И в этот момент Дон Жуан вновь почувствовал, как какая-то женщина из присутствующих в зале смотрит на него определенным образом. Он увидел ее, она сидела в передних рядах, вращая головой, — словно подхваченный такт после умолкнувших инструментов и закончивших вращение дервишей. И опять он не стал мне описывать женщину: само собой, она была «неописуемо красива», — а преподнес мне в качестве варианта рассказ, что принял ее с первого взгляда из-за платка на голове и темного, наглухо закрытого до ворота платья за монашку, но потом заметил, что и остальные женщины в зале, включая девушек-подростков, были одеты так же.
В дальнейшем многое протекало, похоже, как в первом случае, с женщиной, что была накануне и в другой стране: те же картины, образы и звуки (хотя он, Дон Жуан, неделю спустя не мог вспомнить ни единой интонации, ни тембра голоса, ни слов, произносимых этими двумя женщинами, а из всего случившегося скорее, пожалуй, и отчетливее все второстепенное, что было так или иначе связано с теми картинами и образами).

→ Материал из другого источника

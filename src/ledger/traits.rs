//! Abstract ledger traits and notification types.
//!
//! These define the contract the node's account store must implement for the
//! funding monitor. The trait is read-only: the monitor never mutates ledger
//! state directly, it only submits transfers through the gateway.

use chrono::{DateTime, Utc};
use thiserror::Error;

use crate::account::{AccountId, HoldingId, HoldingKind};

/// Errors that can occur during ledger access.
#[derive(Debug, Error)]
pub enum LedgerError {
    /// Backend error.
    #[error("Ledger backend error: {0}")]
    Backend(String),
}

/// Point-in-time view of an account's native-coin balances.
#[derive(Debug, Clone, Copy, PartialEq, Eq)]
pub struct AccountView {
    /// Account identifier.
    pub id: AccountId,
    /// Confirmed native-coin balance.
    pub balance: u64,
    /// Native-coin balance including unconfirmed transactions.
    pub unconfirmed_balance: u64,
}

/// A named property attached to an account by a setter.
#[derive(Debug, Clone, PartialEq, Eq)]
pub struct AccountProperty {
    /// Account the property is attached to.
    pub account: AccountId,
    /// Account that set the property.
    pub setter: AccountId,
    /// Property name.
    pub name: String,
    /// Optional property value (funding override string, see
    /// [`FundingParams::with_overrides`](crate::monitor::FundingParams::with_overrides)).
    pub value: Option<String>,
}

/// Ledger state change notifications consumed by the funding monitor.
///
/// Delivery is synchronous and in order per source. Ordering across
/// independent sources is not guaranteed, but `BlockCommitted` fires only
/// after all of that block's transactions have updated the ledger, so
/// funding decisions observe post-block balances.
#[derive(Debug, Clone, PartialEq)]
pub enum LedgerEvent {
    /// An account's native-coin balance changed.
    CoinBalance {
        /// Affected account.
        account: AccountId,
        /// New confirmed balance.
        balance: u64,
    },

    /// An account's asset balance changed.
    AssetBalance {
        /// Affected account.
        account: AccountId,
        /// Asset identifier.
        asset: HoldingId,
        /// New asset quantity.
        balance: u64,
    },

    /// An account's currency units changed.
    CurrencyBalance {
        /// Affected account.
        account: AccountId,
        /// Currency identifier.
        currency: HoldingId,
        /// New currency units.
        units: u64,
    },

    /// A property was set (created or updated) on an account.
    PropertySet(AccountProperty),

    /// A property was deleted from an account.
    PropertyDeleted(AccountProperty),

    /// A block was committed at the given height.
    BlockCommitted {
        /// Height of the committed block.
        height: u64,
    },
}

/// Read access to ledger account state.
pub trait LedgerReader: Send + Sync {
    /// Look up an account. Returns `Ok(None)` if the account does not exist.
    fn account(&self, id: AccountId) -> Result<Option<AccountView>, LedgerError>;

    /// Quantity of the given holding owned by `id`.
    ///
    /// Absent holdings read as zero. For [`HoldingKind::Coin`] this is the
    /// confirmed coin balance and `holding` is ignored.
    fn holding_balance(
        &self,
        id: AccountId,
        kind: HoldingKind,
        holding: HoldingId,
    ) -> Result<u64, LedgerError>;

    /// Accounts currently carrying property `name`.
    ///
    /// `setter` scopes the scan to properties set by that account; `from`
    /// (inclusive) and `to` (exclusive) bound the result range for bulk
    /// control.
    fn properties(
        &self,
        setter: Option<AccountId>,
        name: &str,
        from: usize,
        to: usize,
    ) -> Result<Vec<AccountProperty>, LedgerError>;

    /// Current chain height.
    fn height(&self) -> u64;

    /// Timestamp of the last committed block.
    fn last_block_time(&self) -> DateTime<Utc>;
}
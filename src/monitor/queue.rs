//! Deduplicating pending-work queue.

use std::collections::{HashSet, VecDeque};
use std::sync::{Arc, Mutex, MutexGuard, PoisonError};

use crate::account::AccountId;
use crate::monitor::policy::MonitorKey;
use crate::monitor::registry::MonitoredAccount;

/// Unbounded FIFO of monitored accounts awaiting a funding check.
///
/// An entry appears at most once: enqueueing an already-queued entry is a
/// no-op, which bounds redundant work under bursty notification storms.
/// Identity is the (target account, monitor key) pair rather than a linear
/// scan of the queue, and entries hold their own `Arc`, so checks for
/// accounts detached by a monitor stop still drain to completion.
#[derive(Debug, Default)]
pub(crate) struct PendingQueue {
    inner: Mutex<QueueState>,
}

#[derive(Debug, Default)]
struct QueueState {
    entries: VecDeque<Arc<MonitoredAccount>>,
    queued: HashSet<(AccountId, MonitorKey)>,
}

impl PendingQueue {
    /// Append an entry; returns false if it was already queued.
    pub fn enqueue(&self, entry: Arc<MonitoredAccount>) -> bool {
        let mut state = self.lock();
        if !state.queued.insert(entry.identity()) {
            return false;
        }
        state.entries.push_back(entry);
        true
    }

    /// Pop the oldest entry, releasing its identity for re-enqueueing.
    pub fn dequeue(&self) -> Option<Arc<MonitoredAccount>> {
        let mut state = self.lock();
        let entry = state.entries.pop_front()?;
        state.queued.remove(&entry.identity());
        Some(entry)
    }

    pub fn is_empty(&self) -> bool {
        self.lock().entries.is_empty()
    }

    pub fn len(&self) -> usize {
        self.lock().entries.len()
    }

    fn lock(&self) -> MutexGuard<'_, QueueState> {
        // Both collections are updated together under the lock; a panic
        // cannot occur between the two mutations, so recovery is safe.
        self.inner.lock().unwrap_or_else(PoisonError::into_inner)
    }
}

#[cfg(test)]
mod tests {
    use super::*;
    use crate::account::{HoldingId, HoldingKind};
    use crate::monitor::policy::{FundingParams, MonitorDefinition, MonitorSpec};
    use crate::tx::FundingCredential;

    fn entry(account: u64, property: &str) -> Arc<MonitoredAccount> {
        let spec = MonitorSpec::new(
            HoldingKind::Coin,
            HoldingId::NONE,
            property,
            FundingParams {
                amount: 5,
                threshold: 10,
                interval: 10,
            },
            FundingCredential::new(AccountId::new(100), "secret phrase"),
        );
        let monitor = Arc::new(MonitorDefinition::new(spec));
        Arc::new(MonitoredAccount::new(
            AccountId::new(account),
            Arc::clone(&monitor),
            monitor.defaults(),
        ))
    }

    #[test]
    fn enqueue_is_idempotent_until_drained() {
        let queue = PendingQueue::default();
        let a = entry(1, "fund");

        assert!(queue.enqueue(Arc::clone(&a)));
        assert!(!queue.enqueue(Arc::clone(&a)));
        assert!(!queue.enqueue(Arc::clone(&a)));
        assert_eq!(queue.len(), 1);

        assert!(queue.dequeue().is_some());
        assert!(queue.dequeue().is_none());

        // Once drained the identity is free again.
        assert!(queue.enqueue(a));
        assert_eq!(queue.len(), 1);
    }

    #[test]
    fn dedup_is_per_account_and_monitor() {
        let queue = PendingQueue::default();
        let a = entry(1, "fund");
        let b = entry(2, "fund");
        let c = entry(1, "other");

        assert!(queue.enqueue(a));
        assert!(queue.enqueue(b));
        assert!(queue.enqueue(c));
        assert_eq!(queue.len(), 3);
    }

    #[test]
    fn drains_in_fifo_order() {
        let queue = PendingQueue::default();
        queue.enqueue(entry(1, "fund"));
        queue.enqueue(entry(2, "fund"));
        queue.enqueue(entry(3, "fund"));

        let ids: Vec<u64> = std::iter::from_fn(|| queue.dequeue())
            .map(|e| e.account_id().as_u64())
            .collect();
        assert_eq!(ids, vec![1, 2, 3]);
        assert!(queue.is_empty());
    }
}
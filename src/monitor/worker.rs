//! Background funding worker.
//!
//! A single thread drains the pending queue once per block-committed wake,
//! applies cooldown and solvency rules per holding kind, and submits funding
//! transfers through the gateway. Failures while processing one entry are
//! logged with full identifying context and never abort the drain loop.

use std::sync::atomic::{AtomicBool, Ordering};
use std::sync::Arc;

use crossbeam_channel::Receiver;
use tracing::{debug, error, warn};

use crate::account::HoldingKind;
use crate::error::FundingResult;
use crate::ledger::{AccountView, LedgerReader};
use crate::monitor::policy::FundingParams;
use crate::monitor::queue::PendingQueue;
use crate::monitor::registry::MonitoredAccount;
use crate::tx::{TransferDraft, TransferGateway, TransferPayload, TRANSFER_DEADLINE_BLOCKS};

/// Everything the worker thread owns.
pub(crate) struct WorkerContext {
    pub ledger: Arc<dyn LedgerReader>,
    pub gateway: Arc<dyn TransferGateway>,
    pub queue: Arc<PendingQueue>,
    pub stopped: Arc<AtomicBool>,
    pub wake_rx: Receiver<()>,
}

/// Worker loop: Idle (blocked on the wake signal) -> Draining -> Idle, until
/// the stop flag is observed or the wake channel disconnects.
pub(crate) fn worker_loop(ctx: &WorkerContext) {
    debug!("funding worker started");
    let mut suspended: Vec<Arc<MonitoredAccount>> = Vec::new();
    loop {
        if ctx.wake_rx.recv().is_err() {
            // All senders gone: the subsystem was dropped.
            break;
        }
        if ctx.stopped.load(Ordering::Acquire) {
            break;
        }
        while let Some(entry) = ctx.queue.dequeue() {
            if let Err(err) = process_entry(ctx, &entry, &mut suspended) {
                let key = entry.monitor().key();
                error!(
                    kind = %key.kind(),
                    account = %entry.address(),
                    property = key.property(),
                    holding = %key.holding(),
                    %err,
                    "unable to process funding check"
                );
            }
        }
        // Entries held back by cooldown are reconsidered on the next wake.
        // Re-enqueueing only after the full drain avoids busy re-checking
        // within the same pass.
        for entry in suspended.drain(..) {
            ctx.queue.enqueue(entry);
        }
    }
    debug!("funding worker stopped");
}

fn process_entry(
    ctx: &WorkerContext,
    entry: &Arc<MonitoredAccount>,
    suspended: &mut Vec<Arc<MonitoredAccount>>,
) -> FundingResult<()> {
    let monitor = entry.monitor();
    let key = monitor.key();

    let target = ctx.ledger.account(entry.account_id())?;
    let funding = ctx.ledger.account(key.funding_account())?;
    let Some(target) = target else {
        error!(account = %entry.address(), "monitored account no longer exists");
        return Ok(());
    };
    let Some(funding) = funding else {
        error!(account = %monitor.funding_address(), "funding account no longer exists");
        return Ok(());
    };

    let state = entry.funding_state();
    let height = ctx.ledger.height();
    if height.saturating_sub(state.last_funded_height) < state.params.interval {
        suspended.push(Arc::clone(entry));
        return Ok(());
    }

    match key.kind() {
        HoldingKind::Coin => fund_coin(ctx, entry, target, funding, state.params.amount, state.params.threshold),
        HoldingKind::Asset => {
            let payload = TransferPayload::Asset {
                asset: key.holding(),
                quantity: state.params.amount,
            };
            fund_holding(ctx, entry, target, funding, state.params, payload)
        }
        HoldingKind::Currency => {
            let payload = TransferPayload::Currency {
                currency: key.holding(),
                units: state.params.amount,
            };
            fund_holding(ctx, entry, target, funding, state.params, payload)
        }
    }
}

/// Native-coin funding: transfer `amount` when the target balance sits below
/// the threshold and the funding account can cover amount plus fee.
fn fund_coin(
    ctx: &WorkerContext,
    entry: &Arc<MonitoredAccount>,
    target: AccountView,
    funding: AccountView,
    amount: u64,
    threshold: u64,
) -> FundingResult<()> {
    if target.balance >= threshold {
        return Ok(());
    }
    let monitor = entry.monitor();
    let draft = TransferDraft {
        recipient: entry.account_id(),
        amount,
        payload: TransferPayload::Coin,
        timestamp: ctx.ledger.last_block_time(),
        deadline_blocks: TRANSFER_DEADLINE_BLOCKS,
    };
    let transfer = ctx.gateway.build(monitor.credential(), draft)?;

    let affordable = amount
        .checked_add(transfer.fee)
        .is_some_and(|total| total <= funding.unconfirmed_balance);
    if !affordable {
        warn!(
            funding = %monitor.funding_address(),
            "funding account has insufficient funds; funding transfer discarded"
        );
        return Ok(());
    }

    let id = transfer.id;
    ctx.gateway.broadcast(transfer)?;
    entry.record_funded(ctx.ledger.height());
    debug!(
        transfer = %id,
        amount,
        from = %monitor.funding_address(),
        to = %entry.address(),
        "coin funding transfer submitted"
    );
    Ok(())
}

/// Asset or currency funding: the moved quantity rides in the payload and the
/// fee must be covered by the funding account's unconfirmed coin balance.
fn fund_holding(
    ctx: &WorkerContext,
    entry: &Arc<MonitoredAccount>,
    target: AccountView,
    funding: AccountView,
    params: FundingParams,
    payload: TransferPayload,
) -> FundingResult<()> {
    let monitor = entry.monitor();
    let key = monitor.key();

    let funding_units = ctx
        .ledger
        .holding_balance(funding.id, key.kind(), key.holding())?;
    if funding_units < params.amount {
        warn!(
            funding = %monitor.funding_address(),
            kind = %key.kind(),
            holding = %key.holding(),
            "funding account has insufficient holding quantity; funding transfer discarded"
        );
        return Ok(());
    }

    let target_units = ctx
        .ledger
        .holding_balance(target.id, key.kind(), key.holding())?;
    if target_units >= params.threshold {
        return Ok(());
    }

    let draft = TransferDraft {
        recipient: entry.account_id(),
        amount: 0,
        payload,
        timestamp: ctx.ledger.last_block_time(),
        deadline_blocks: TRANSFER_DEADLINE_BLOCKS,
    };
    let transfer = ctx.gateway.build(monitor.credential(), draft)?;

    if transfer.fee > funding.unconfirmed_balance {
        warn!(
            funding = %monitor.funding_address(),
            "funding account has insufficient funds; funding transfer discarded"
        );
        return Ok(());
    }

    let id = transfer.id;
    ctx.gateway.broadcast(transfer)?;
    entry.record_funded(ctx.ledger.height());
    debug!(
        transfer = %id,
        quantity = params.amount,
        kind = %key.kind(),
        holding = %key.holding(),
        from = %monitor.funding_address(),
        to = %entry.address(),
        "holding funding transfer submitted"
    );
    Ok(())
}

То, что многое повторилось, как повторялось потом и с женщинами остальных дней недели, нисколько не смущало его, не заставляло колебаться и не отпугивало — в испуге он отпрянул на момент только в первый раз, но тогда речь о повторе еще не шла. Тем временем повторение набирало, однако, темп и принимало все больший размах, и тогда он решил покориться судьбе, приняв это как нечто само собой разумеющееся, даже как закон, если хотите, как заповедь. Делать то же самое сегодня и отказываться от женщины, как и вчера, — его удел. Повторение судьбы и принятие им этого только добавляло ему куража.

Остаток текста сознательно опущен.